By Suzannah Gonzales
CHICAGO (Reuters) - A Chicago man charged with a felony hate crime after a video went viral showing him scolding a woman for wearing a T-shirt emblazoned with a Puerto Rican flag will return to court on Aug. 1 after his release on bond, authorities said on Friday.
Timothy Trybus, 62, was arrested and charged with two counts of felony hate crime, upgrades on previous misdemeanor counts stemming from the June 14 incident, said Robert Foley, a spokesman for the Cook County State's Attorney's Office.
After a court hearing on Friday, an Illinois state judge released Trybus on his own recognizance on a $10,000 bond, the state's attorney's office said. The suspect, who is subject to electronic monitoring, is due in court again on Aug. 1. His lawyer declined to comment on Friday's hearing.
The incident made national headlines this week after a video on social media showed Trybus approaching a woman, identified as Mia Irizarry, as she stood near a picnic grove in Caldwell Woods, a recreational area in the Forest Preserve District of Cook County, a green belt that surrounds Chicago.
"You should not be wearing that in the United States of America," Trybus can be heard shouting at Irizarry as she asked him to get away from her.
"Are you a United States citizen? Then you should not be wearing that," he continued.
Patrick Conner, a police officer at the forest preserve, was seen standing in the background of the video as Irizarry called to him for help while Trybus was berating her. Another officer eventually stepped in and stopped the incident.

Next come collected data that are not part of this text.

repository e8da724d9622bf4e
//! Top-level router configuration.
//!
//! # Route Structure
//!
//! - `GET /{shortcode}` - Short link redirect
//! - `/api/*`           - REST API (see [`crate::api::routes`])
//!
//! # Middleware
//!
//! - **Tracing** - Structured request/response logging
//! - **Path normalization** - Trailing slash handling

use crate::api;
use crate::api::handlers::redirect_handler;
use crate::api::middleware::tracing;
use crate::state::AppState;
use axum::Router;
use axum::routing::get;
use tower::Layer;
use tower_http::normalize_path::{NormalizePath, NormalizePathLayer};

/// Routes without path normalization, for embedding and tests.
pub fn router(state: AppState) -> Router {
    Router::new()
        .route("/{shortcode}", get(redirect_handler))
        .nest("/api", api::routes::api_routes())
        .with_state(state)
        .layer(tracing::layer())
}

/// Constructs the application router with all routes and middleware.
pub fn app_router(state: AppState) -> NormalizePath<Router> {
    NormalizePathLayer::trim_trailing_slash().layer(router(state))
}
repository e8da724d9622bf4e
//! Per-link usage statistics.

use std::sync::Arc;

use chrono::{DateTime, Utc};

use crate::domain::entities::{LinkRecord, LinkSummary};
use crate::domain::repositories::LinkRepository;
use crate::error::AppError;

/// Read-only projection of the record store into [`LinkSummary`] rows.
pub struct StatsService<R: LinkRepository + ?Sized> {
    repository: Arc<R>,
}

impl<R: LinkRepository + ?Sized> StatsService<R> {
    pub fn new(repository: Arc<R>) -> Self {
        Self { repository }
    }

    /// Summaries of every link live at `now`, most recent first.
    ///
    /// The store already returns live records in that order.
    ///
    /// # Errors
    ///
    /// Returns [`AppError::StoreUnavailable`] if the store cannot be read.
    pub async fn summarize(&self, now: DateTime<Utc>) -> Result<Vec<LinkSummary>, AppError> {
        self.repository.list_live(now).await
    }

    /// The newest record for `shortcode`, live or expired.
    ///
    /// # Errors
    ///
    /// Returns [`AppError::StoreUnavailable`] if the store cannot be read.
    pub async fn lookup(&self, shortcode: &str) -> Result<Option<LinkRecord>, AppError> {
        self.repository.find(shortcode).await
    }

    /// Summary of one live link, click log in occurrence order.
    ///
    /// # Errors
    ///
    /// Returns [`AppError::NotFound`] for unknown codes and [`AppError::Expired`]
    /// once the link's validity has passed.
    pub async fn link_summary(
        &self,
        shortcode: &str,
        now: DateTime<Utc>,
    ) -> Result<LinkSummary, AppError> {
        let record = self
            .repository
            .find(shortcode)
            .await?
            .ok_or_else(|| AppError::NotFound {
                code: shortcode.to_string(),
            })?;

        if record.is_expired_at(now) {
            return Err(AppError::Expired {
                code: record.shortcode,
                expired_at: record.expires_at,
            });
        }

        Ok(record)
    }
}

#[cfg(test)]
mod tests {
    use super::*;
    use crate::domain::entities::ClickEvent;
    use crate::domain::repositories::MockLinkRepository;
    use crate::infrastructure::persistence::MemoryLinkRepository;
    use chrono::Duration;

    fn record(code: &str, created_at: DateTime<Utc>) -> LinkRecord {
        LinkRecord::new(
            code.to_string(),
            format!("https://example.com/{code}"),
            created_at,
            Some(created_at + Duration::minutes(30)),
        )
    }

    #[tokio::test]
    async fn test_summarize_most_recent_first() {
        let t1 = Utc::now();
        let t2 = t1 + Duration::minutes(1);
        let t3 = t1 + Duration::minutes(2);
        let repo = Arc::new(MemoryLinkRepository::with_records(vec![
            record("first", t1),
            record("third", t3),
            record("second", t2),
        ]));

        let summaries = StatsService::new(repo).summarize(t3).await.unwrap();

        let codes: Vec<_> = summaries.iter().map(|s| s.shortcode.as_str()).collect();
        assert_eq!(codes, ["third", "second", "first"]);
    }

    #[tokio::test]
    async fn test_summarize_hides_expired_links() {
        let now = Utc::now();
        let repo = Arc::new(MemoryLinkRepository::with_records(vec![
            record("gone", now - Duration::minutes(30)),
            record("here", now),
        ]));

        let summaries = StatsService::new(repo).summarize(now).await.unwrap();

        assert_eq!(summaries.len(), 1);
        assert_eq!(summaries[0].shortcode, "here");
    }

    #[tokio::test]
    async fn test_link_summary_states() {
        let now = Utc::now();
        let repo = Arc::new(MemoryLinkRepository::with_records(vec![record("abcd", now)]));
        repo.record_click("abcd", ClickEvent::new(now, Some("direct".into()), None))
            .await
            .unwrap();
        let service = StatsService::new(repo);

        let summary = service.link_summary("abcd", now).await.unwrap();
        assert_eq!(summary.click_count, 1);

        let expired = service
            .link_summary("abcd", now + Duration::minutes(30))
            .await
            .unwrap_err();
        assert!(matches!(expired, AppError::Expired { .. }));

        let missing = service.link_summary("zzzz", now).await.unwrap_err();
        assert!(matches!(missing, AppError::NotFound { .. }));
    }

    #[tokio::test]
    async fn test_summarize_passes_store_order_through() {
        let now = Utc::now();
        let mut repo = MockLinkRepository::new();
        repo.expect_list_live()
            .times(1)
            .returning(move |_| Ok(vec![record("newer", now), record("older", now - Duration::minutes(5))]));

        let summaries = StatsService::new(Arc::new(repo)).summarize(now).await.unwrap();

        let codes: Vec<_> = summaries.iter().map(|s| s.shortcode.as_str()).collect();
        assert_eq!(codes, ["newer", "older"]);
    }

    #[tokio::test]
    async fn test_lookup_returns_expired_records() {
        let now = Utc::now();
        let repo = Arc::new(MemoryLinkRepository::with_records(vec![record(
            "oldie",
            now - Duration::hours(1),
        )]));
        let service = StatsService::new(repo);

        let found = service.lookup("oldie").await.unwrap().unwrap();
        assert!(found.is_expired_at(now));
        assert!(service.lookup("nope").await.unwrap().is_none());
    }
}
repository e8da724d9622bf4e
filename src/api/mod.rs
//! REST API layer for HTTP request/response handling.
//!
//! This layer translates HTTP requests into service calls and formats
//! responses according to API contracts.
//!
//! # Modules
//!
//! - [`dto`] - Data Transfer Objects for request/response serialization
//! - [`handlers`] - HTTP request handlers
//! - [`middleware`] - Request tracing
//! - [`routes`] - Route configuration and composition

pub mod dto;
pub mod handlers;
pub mod middleware;
pub mod routes;
//! # Shortlink
//!
//! A URL shortener with expiring shortcodes, click statistics and pluggable
//! record stores, built with Axum.
//!
//! ## Architecture
//!
//! This crate follows Clean Architecture principles with clear layer separation:
//!
//! - **Domain Layer** ([`domain`]) - Link records, click events and store traits
//! - **Application Layer** ([`application`]) - Shortening, statistics and redirects
//! - **Infrastructure Layer** ([`infrastructure`]) - Memory/file/remote stores and log shipping
//! - **API Layer** ([`api`]) - REST API handlers, DTOs, and middleware
//!
//! ## Features
//!
//! - Random or preferred shortcodes, reusable once their link expires
//! - Per-link validity (30 minutes unless configured otherwise)
//! - Click log with source and location for every successful redirect
//! - In-memory, JSON-file or remote HTTP record store
//! - Fire-and-forget telemetry shipping with bounded buffering
//!
//! ## Quick Start
//!
//! ```bash
//! export STORE_BACKEND="file"
//! export STORE_PATH="./data"
//!
//! cargo run
//! ```
//!
//! ## Configuration
//!
//! Service configuration is loaded from environment variables via [`config::Config`].
//! See [`config`] module for available options.

pub mod api;
pub mod application;
pub mod domain;
pub mod error;
pub mod infrastructure;
pub mod state;
pub mod utils;

pub mod config;
pub mod server;

pub mod routes;

pub use error::AppError;
pub use state::AppState;

/// Commonly used types for external consumers.
///
/// Re-exports frequently used types to simplify imports for library users
/// and integration tests.
pub mod prelude {
    pub use crate::application::services::{LinkService, RedirectService, StatsService};
    pub use crate::domain::entities::{ClickEvent, ClickMetadata, LinkRecord, LinkSummary, ShortenRequest};
    pub use crate::error::AppError;
    pub use crate::state::AppState;
}
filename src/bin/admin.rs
//! CLI administration tool for shortlink.
//!
//! Works directly on the file store, without going through the HTTP API.
//!
//! # Usage
//!
//! ```bash
//! # Shorten a URL (60 minute validity, preferred code)
//! cargo run --bin admin -- shorten https://example.com --validity 60 --code promo
//!
//! # List live links with click counts
//! cargo run --bin admin -- stats
//!
//! # Show where a shortcode points (no click is recorded)
//! cargo run --bin admin -- resolve promo
//!
//! # Inspect or clear pending form drafts
//! cargo run --bin admin -- drafts list
//! cargo run --bin admin -- drafts clear -y
//! ```
//!
//! # Environment Variables
//!
//! Read through [`shortlink::config::load_from_env`], so the same values and
//! validation rules apply as for the server. The ones used here:
//!
//! - `STORE_PATH` (optional): data directory, default `./data`
//! - `DEFAULT_VALIDITY_MINUTES` (optional): default link lifetime, default 30
//!
//! The file store is locked while a server has it open; stop the server
//! before running commands against the same directory.

use shortlink::application::services::{LinkService, StatsService};
use shortlink::config::{self, Config};
use shortlink::domain::entities::ShortenRequest;
use shortlink::domain::repositories::DraftRepository;
use shortlink::error::AppError;
use shortlink::infrastructure::persistence::FileLinkRepository;
use shortlink::infrastructure::telemetry::NullTelemetry;

use anyhow::{Context, Result};
use chrono::Utc;
use clap::{Parser, Subcommand};
use colored::*;
use dialoguer::Confirm;
use std::path::PathBuf;
use std::sync::Arc;

/// CLI tool for managing shortlink data.
#[derive(Parser)]
#[command(name = "admin")]
#[command(author, version, about, long_about = None)]
struct Cli {
    /// Data directory (overrides STORE_PATH)
    #[arg(long, global = true)]
    path: Option<PathBuf>,

    #[command(subcommand)]
    command: Commands,
}

/// Top-level commands.
#[derive(Subcommand)]
enum Commands {
    /// Shorten a URL
    Shorten {
        /// The URL to shorten
        url: String,

        /// Validity in minutes
        #[arg(short, long)]
        validity: Option<i64>,

        /// Preferred shortcode (4-10 letters or digits)
        #[arg(short, long)]
        code: Option<String>,
    },

    /// Show live links with click counts
    Stats,

    /// Show where a shortcode points
    Resolve {
        shortcode: String,
    },

    /// Manage pending form drafts
    Drafts {
        #[command(subcommand)]
        action: DraftsAction,
    },
}

/// Draft subcommands.
#[derive(Subcommand)]
enum DraftsAction {
    /// List saved drafts
    List,

    /// Remove every saved draft
    Clear {
        /// Skip confirmation prompt
        #[arg(short = 'y', long)]
        yes: bool,
    },
}

#[tokio::main]
async fn main() -> Result<()> {
    dotenvy::dotenv().ok();

    let cli = Cli::parse();
    let config = config::load_from_env().context("Invalid configuration")?;

    let path = cli.path.unwrap_or_else(|| config.store_path.clone());

    let store = Arc::new(FileLinkRepository::open(&path).await.with_context(|| {
        format!(
            "Failed to open store at {} (is the server running on it?)",
            path.display()
        )
    })?);

    match cli.command {
        Commands::Shorten {
            url,
            validity,
            code,
        } => shorten(store, &config, url, validity, code).await?,
        Commands::Stats => show_stats(store).await?,
        Commands::Resolve { shortcode } => resolve(store, &shortcode).await?,
        Commands::Drafts { action } => match action {
            DraftsAction::List => list_drafts(store).await?,
            DraftsAction::Clear { yes } => clear_drafts(store, yes).await?,
        },
    }

    Ok(())
}

/// Creates one link and prints its details.
async fn shorten(
    store: Arc<FileLinkRepository>,
    config: &Config,
    url: String,
    validity: Option<i64>,
    code: Option<String>,
) -> Result<()> {
    println!("{}", "🔗 Shorten URL".bright_blue().bold());
    println!();

    let service = LinkService::new(store, Arc::new(NullTelemetry::default()))
        .with_default_validity(config.default_validity_minutes);

    let mut request = ShortenRequest::new(url);
    request.requested_validity_minutes = validity;
    request.preferred_shortcode = code;

    match service.shorten(&request).await {
        Ok(record) => {
            println!("{}", "✅ Link created".green().bold());
            println!("  Shortcode: {}", record.shortcode.bright_yellow().bold());
            println!("  Target:    {}", record.original_url.cyan());
            if let Some(expires_at) = record.expires_at {
                println!(
                    "  Expires:   {}",
                    expires_at.format("%Y-%m-%d %H:%M:%S UTC").to_string().bright_black()
                );
            }
            println!();
            Ok(())
        }
        Err(e) => {
            println!("{} {}", "❌".red(), e.to_string().red());
            Err(anyhow::anyhow!("shorten failed: {}", e.code()))
        }
    }
}

/// Lists live links, most recent first.
///
/// # Output Format
///
/// ```text
/// 📊 Live links
///
///   Code        Clicks  Expires           Target
///   ──────────────────────────────────────────────────────────────
///   promo       3       2025-01-01 13:00  https://example.com
/// ```
async fn show_stats(store: Arc<FileLinkRepository>) -> Result<()> {
    println!("{}", "📊 Live links".bright_blue().bold());
    println!();

    let summaries = StatsService::new(store)
        .summarize(Utc::now())
        .await
        .map_err(|e| anyhow::anyhow!("Failed to read store: {}", e))?;

    if summaries.is_empty() {
        println!("{}", "  No live links".yellow());
        println!();
        println!(
            "  Create one with: {} admin shorten <url>",
            "cargo run --bin".bright_cyan()
        );
        return Ok(());
    }

    println!(
        "  {:<11} {:<7} {:<17} {}",
        "Code".bright_white().bold(),
        "Clicks".bright_white().bold(),
        "Expires".bright_white().bold(),
        "Target".bright_white().bold()
    );
    println!("  {}", "─".repeat(75).bright_black());

    for summary in &summaries {
        let expires = summary
            .expires_at
            .map(|at| at.format("%Y-%m-%d %H:%M").to_string())
            .unwrap_or_else(|| "never".to_string());

        println!(
            "  {:<11} {:<7} {:<17} {}",
            summary.shortcode.cyan(),
            summary.click_count.to_string().bright_white(),
            expires.bright_black(),
            summary.original_url
        );
    }

    println!();
    println!(
        "  Total: {}",
        summaries.len().to_string().bright_white().bold()
    );
    println!();

    Ok(())
}

/// Looks a shortcode up without recording a click.
async fn resolve(store: Arc<FileLinkRepository>, shortcode: &str) -> Result<()> {
    match StatsService::new(store)
        .link_summary(shortcode, Utc::now())
        .await
    {
        Ok(summary) => {
            println!(
                "{} {} {}",
                shortcode.bright_yellow().bold(),
                "→".bright_black(),
                summary.original_url.cyan()
            );
            println!("  Clicks: {}", summary.click_count);
            Ok(())
        }
        Err(AppError::Expired { expired_at, .. }) => {
            let when = expired_at
                .map(|at| at.format("%Y-%m-%d %H:%M:%S UTC").to_string())
                .unwrap_or_default();
            println!("{} {}", "⌛ Expired".yellow().bold(), when.bright_black());
            Ok(())
        }
        Err(AppError::NotFound { .. }) => {
            println!("{}", "❌ No such shortcode".red());
            Ok(())
        }
        Err(e) => Err(anyhow::anyhow!("Failed to resolve: {}", e)),
    }
}

async fn list_drafts(store: Arc<FileLinkRepository>) -> Result<()> {
    println!("{}", "📝 Drafts".bright_blue().bold());
    println!();

    let drafts = store
        .load_drafts()
        .await
        .map_err(|e| anyhow::anyhow!("Failed to read drafts: {}", e))?;

    if drafts.is_empty() {
        println!("{}", "  No drafts".yellow());
        return Ok(());
    }

    for (idx, draft) in drafts.iter().enumerate() {
        let validity = draft
            .requested_validity_minutes
            .map(|m| format!("{m} min"))
            .unwrap_or_else(|| "default".to_string());

        println!(
            "  {}. {} [{}] {}",
            idx + 1,
            draft.url().unwrap_or("<empty>").cyan(),
            validity.bright_black(),
            draft.preferred().unwrap_or("").bright_yellow()
        );
    }
    println!();

    Ok(())
}

async fn clear_drafts(store: Arc<FileLinkRepository>, skip_confirm: bool) -> Result<()> {
    if !skip_confirm {
        let confirmed = Confirm::new()
            .with_prompt("Remove all saved drafts?")
            .default(false)
            .interact()?;

        if !confirmed {
            println!("{}", "❌ Cancelled".red());
            return Ok(());
        }
    }

    store
        .save_drafts(Vec::new())
        .await
        .map_err(|e| anyhow::anyhow!("Failed to clear drafts: {}", e))?;

    println!("{}", "✅ Drafts cleared".green().bold());
    Ok(())
}
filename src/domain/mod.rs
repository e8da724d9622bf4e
//! Domain layer containing the shortlink entities and store contracts.
//!
//! # Architecture
//!
//! - [`entities`] - Core data structures (link records, click events, requests)
//! - [`repositories`] - Store trait definitions
//!
//! # Design Principles
//!
//! - Domain layer has no dependencies on infrastructure or presentation layers
//! - Repository traits define contracts implemented by infrastructure layer
//! - Business logic is encapsulated in services (see [`crate::application::services`])
//!
//! # Click Flow
//!
//! 1. HTTP handler receives a redirect request and captures [`entities::ClickMetadata`]
//! 2. [`crate::application::services::RedirectService`] checks liveness
//! 3. On success the click is appended via [`repositories::LinkRepository::record_click`]

pub mod entities;
pub mod repositories;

Conner's inaction sparked intense criticism, prompting him to resign on Thursday, Arnold Randall, a Forest Preserve District of Cook County official said on Thursday. Efforts to reach Conner for comment were not immediately successful.
Irizarry, who appeared composed in the video, told reporters on Friday that she was scared.
"I can honestly say that I feared for my safety," said Irizarry, who was at the site celebrating her 24th birthday. "I have never personally had an encounter with racism to this degree."
Conner, who underwent the park's diversity training last year, was initially placed on desk duty after Irizarry complained about him, officials said.